Once the line with "degrees of longitude" is found in the entries below, repeat it and each following line exactly, up to and including the line with "if res_x == 0". Add no other lines.
● ● ●
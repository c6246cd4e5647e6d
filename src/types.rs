use chrono::{NaiveDate, Utc};
use geo::MultiPolygon;
use ndarray::Array2;
use serde::{Deserialize, Serialize};

use crate::io::provider::AcquisitionError;

/// Single-band raster data (index or elevation values)
pub type Raster = Array2<f32>;

/// Binary raster mask (water / edge / footprint pixels)
pub type Mask = Array2<bool>;

/// Coordinate reference systems understood by the core.
///
/// Every polygon and bounding box crossing the API boundary is planar
/// WGS84 degrees; the enum exists so a frame carries its reference
/// explicitly rather than by convention.
#[derive(Debug, Clone, Copy, PartialEq, Eq, Serialize, Deserialize)]
pub enum Crs {
    Wgs84,
}

/// Geospatial bounding box in WGS84 degrees.
#[derive(Debug, Clone, Copy, PartialEq, Serialize, Deserialize)]
pub struct BoundingBox {
    pub min_lon: f64,
    pub min_lat: f64,
    pub max_lon: f64,
    pub max_lat: f64,
}

impl BoundingBox {
    pub fn new(min_lon: f64, min_lat: f64, max_lon: f64, max_lat: f64) -> WaterResult<Self> {
        if !(max_lon > min_lon && max_lat > min_lat) {
            return Err(WaterError::InvalidGeometry(format!(
                "degenerate bounding box: ({}, {}) - ({}, {})",
                min_lon, min_lat, max_lon, max_lat
            )));
        }
        Ok(Self {
            min_lon,
            min_lat,
            max_lon,
            max_lat,
        })
    }

    /// Width in degrees of longitude
    pub fn width(&self) -> f64 {
        self.max_lon - self.min_lon
    }

    /// Height in degrees of latitude
    pub fn height(&self) -> f64 {
        self.max_lat - self.min_lat
    }

    pub fn mid_lat(&self) -> f64 {
        0.5 * (self.min_lat + self.max_lat)
    }
}

/// Acquisition frame shared by every raster operation: bounding box,
/// coordinate reference and pixel size in meters.
///
/// Immutable once constructed for a request. Resolutions are positive
/// multiples of 10 m; the cloud-screening variant is floored at 80 m
/// (see [`crate::core::resolution`]).
#[derive(Debug, Clone, Copy, PartialEq, Serialize, Deserialize)]
pub struct GeoFrame {
    pub bbox: BoundingBox,
    pub crs: Crs,
    /// Pixel width in meters
    pub res_x: u32,
    /// Pixel height in meters
    pub res_y: u32,
}

impl GeoFrame {
    pub fn new(bbox: BoundingBox, res_x: u32, res_y: u32) -> WaterResult<Self> {
        if res_x == 0 || res_y == 0 || res_x % 10 != 0 || res_y % 10 != 0 {
            return Err(WaterError::Processing(format!(
                "frame resolution must be a positive multiple of 10 m, got {}x{}",
                res_x, res_y
            )));
        }
        Ok(Self {
            bbox,
            crs: Crs::Wgs84,
            res_x,
            res_y,
        })
    }

    /// Same bounding box at a different (already validated) resolution.
    pub fn with_resolution(&self, res_x: u32, res_y: u32) -> WaterResult<Self> {
        Self::new(self.bbox, res_x, res_y)
    }
}

/// A monitored water body: stable identifier plus its nominal
/// (historical full) extent, externally supplied and fixed.
#[derive(Debug, Clone)]
pub struct WaterBody {
    pub id: String,
    pub nominal: MultiPolygon<f64>,
}

impl WaterBody {
    pub fn new(id: impl Into<String>, nominal: MultiPolygon<f64>) -> Self {
        Self {
            id: id.into(),
            nominal,
        }
    }
}

/// Sensor / detection-algorithm family that produced a measurement.
#[derive(Debug, Clone, Copy, PartialEq, Eq, Serialize, Deserialize)]
#[serde(rename_all = "SCREAMING_SNAKE_CASE")]
pub enum WaterDetectionSensor {
    S2Ndwi,
    S2NdwiDem,
    S1VhDb,
}

impl std::fmt::Display for WaterDetectionSensor {
    fn fmt(&self, f: &mut std::fmt::Formatter<'_>) -> std::fmt::Result {
        match self {
            WaterDetectionSensor::S2Ndwi => write!(f, "S2_NDWI"),
            WaterDetectionSensor::S2NdwiDem => write!(f, "S2_NDWI_DEM"),
            WaterDetectionSensor::S1VhDb => write!(f, "S1_VH_DB"),
        }
    }
}

/// Terminal classification of one (water body, date) unit of work.
///
/// `UnknownError` is the construction sentinel; every pipeline code path
/// overwrites it, and a record still carrying it after the pipeline
/// returns indicates an unhandled path, not a legitimate outcome.
#[derive(Debug, Clone, Copy, PartialEq, Eq, Serialize, Deserialize)]
#[serde(rename_all = "SCREAMING_SNAKE_CASE")]
pub enum WaterDetectionStatus {
    UnknownError,
    MeasurementValid,
    InvalidData,
    TooCloudy,
    ShRequestError,
    ShNoData,
    ShNoCloudData,
    InvalidPolygon,
}

impl WaterDetectionStatus {
    /// Numeric code used in tabular storage.
    pub fn code(&self) -> i16 {
        match self {
            WaterDetectionStatus::UnknownError => -1,
            WaterDetectionStatus::MeasurementValid => 1,
            WaterDetectionStatus::InvalidData => 2,
            WaterDetectionStatus::TooCloudy => 3,
            WaterDetectionStatus::ShRequestError => 4,
            WaterDetectionStatus::ShNoData => 5,
            WaterDetectionStatus::ShNoCloudData => 6,
            WaterDetectionStatus::InvalidPolygon => 7,
        }
    }
}

impl std::fmt::Display for WaterDetectionStatus {
    fn fmt(&self, f: &mut std::fmt::Formatter<'_>) -> std::fmt::Result {
        let name = match self {
            WaterDetectionStatus::UnknownError => "UNKNOWN_ERROR",
            WaterDetectionStatus::MeasurementValid => "MEASUREMENT_VALID",
            WaterDetectionStatus::InvalidData => "INVALID_DATA",
            WaterDetectionStatus::TooCloudy => "TOO_CLOUDY",
            WaterDetectionStatus::ShRequestError => "SH_REQUEST_ERROR",
            WaterDetectionStatus::ShNoData => "SH_NO_DATA",
            WaterDetectionStatus::ShNoCloudData => "SH_NO_CLOUD_DATA",
            WaterDetectionStatus::InvalidPolygon => "INVALID_POLYGON",
        };
        write!(f, "{}", name)
    }
}

/// Durable per-(water body, date) output record, one row per unit of work.
///
/// All fields are primitive scalars or WKT text so the serialization
/// contract stays flat and stable. Defaults are sentinels overwritten as
/// the pipeline reaches its terminal transition; the record is never
/// mutated after the pipeline returns it.
#[derive(Debug, Clone, PartialEq, Serialize, Deserialize)]
pub struct Measurement {
    pub water_body_id: String,
    /// Date the measurement was processed
    pub measurement_date: NaiveDate,
    /// Acquisition date of the satellite image
    pub image_date: NaiveDate,
    pub sensor: WaterDetectionSensor,
    pub status: WaterDetectionStatus,
    pub algorithm_version: String,
    /// Cloud fraction of the screened scene; 1.0 until screening passes
    pub cloud_coverage: f64,
    /// Current extent area / nominal extent area
    pub water_level: f64,
    /// Catalog cloud cover of the raw acquisition, when the provider has it
    pub cc_orig: f64,
    /// Catalog cloud cover after scene filtering, when the provider has it
    pub cc_clean: f64,
    /// Threshold-selection branch code (0..=4), -1 until detection ran
    pub alg_status: i16,
    /// Measured extent geometry; degenerate point until detection ran
    pub geometry_wkt: String,
    pub image_url: String,
}

impl Measurement {
    pub fn new(
        water_body_id: impl Into<String>,
        image_date: NaiveDate,
        sensor: WaterDetectionSensor,
        algorithm_version: impl Into<String>,
    ) -> Self {
        Self {
            water_body_id: water_body_id.into(),
            measurement_date: Utc::now().date_naive(),
            image_date,
            sensor,
            status: WaterDetectionStatus::UnknownError,
            algorithm_version: algorithm_version.into(),
            cloud_coverage: 1.0,
            water_level: 0.0,
            cc_orig: 0.0,
            cc_clean: 0.0,
            alg_status: -1,
            geometry_wkt: "POINT(0 0)".to_string(),
            image_url: "none".to_string(),
        }
    }
}

/// Error types for water-extent processing
#[derive(Debug, thiserror::Error)]
pub enum WaterError {
    #[error("invalid geometry: {0}")]
    InvalidGeometry(String),

    #[error("processing error: {0}")]
    Processing(String),

    #[error("acquisition error: {0}")]
    Acquisition(#[from] AcquisitionError),
}

/// Result type for water-extent operations
pub type WaterResult<T> = Result<T, WaterError>;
● ● ●
• **Exercise result**:
    /// Width in degrees of longitude
    pub fn width(&self) -> f64 {
        self.max_lon - self.min_lon
    }

    /// Height in degrees of latitude
    pub fn height(&self) -> f64 {
        self.max_lat - self.min_lat
    }

    pub fn mid_lat(&self) -> f64 {
        0.5 * (self.min_lat + self.max_lat)
    }
}

/// Acquisition frame shared by every raster operation: bounding box,
/// coordinate reference and pixel size in meters.
///
/// Immutable once constructed for a request. Resolutions are positive
/// multiples of 10 m; the cloud-screening variant is floored at 80 m
/// (see [`crate::core::resolution`]).
#[derive(Debug, Clone, Copy, PartialEq, Serialize, Deserialize)]
pub struct GeoFrame {
    pub bbox: BoundingBox,
    pub crs: Crs,
    /// Pixel width in meters
    pub res_x: u32,
    /// Pixel height in meters
    pub res_y: u32,
}

impl GeoFrame {
    pub fn new(bbox: BoundingBox, res_x: u32, res_y: u32) -> WaterResult<Self> {
        if res_x == 0 || res_y == 0 || res_x % 10 != 0 || res_y % 10 != 0 {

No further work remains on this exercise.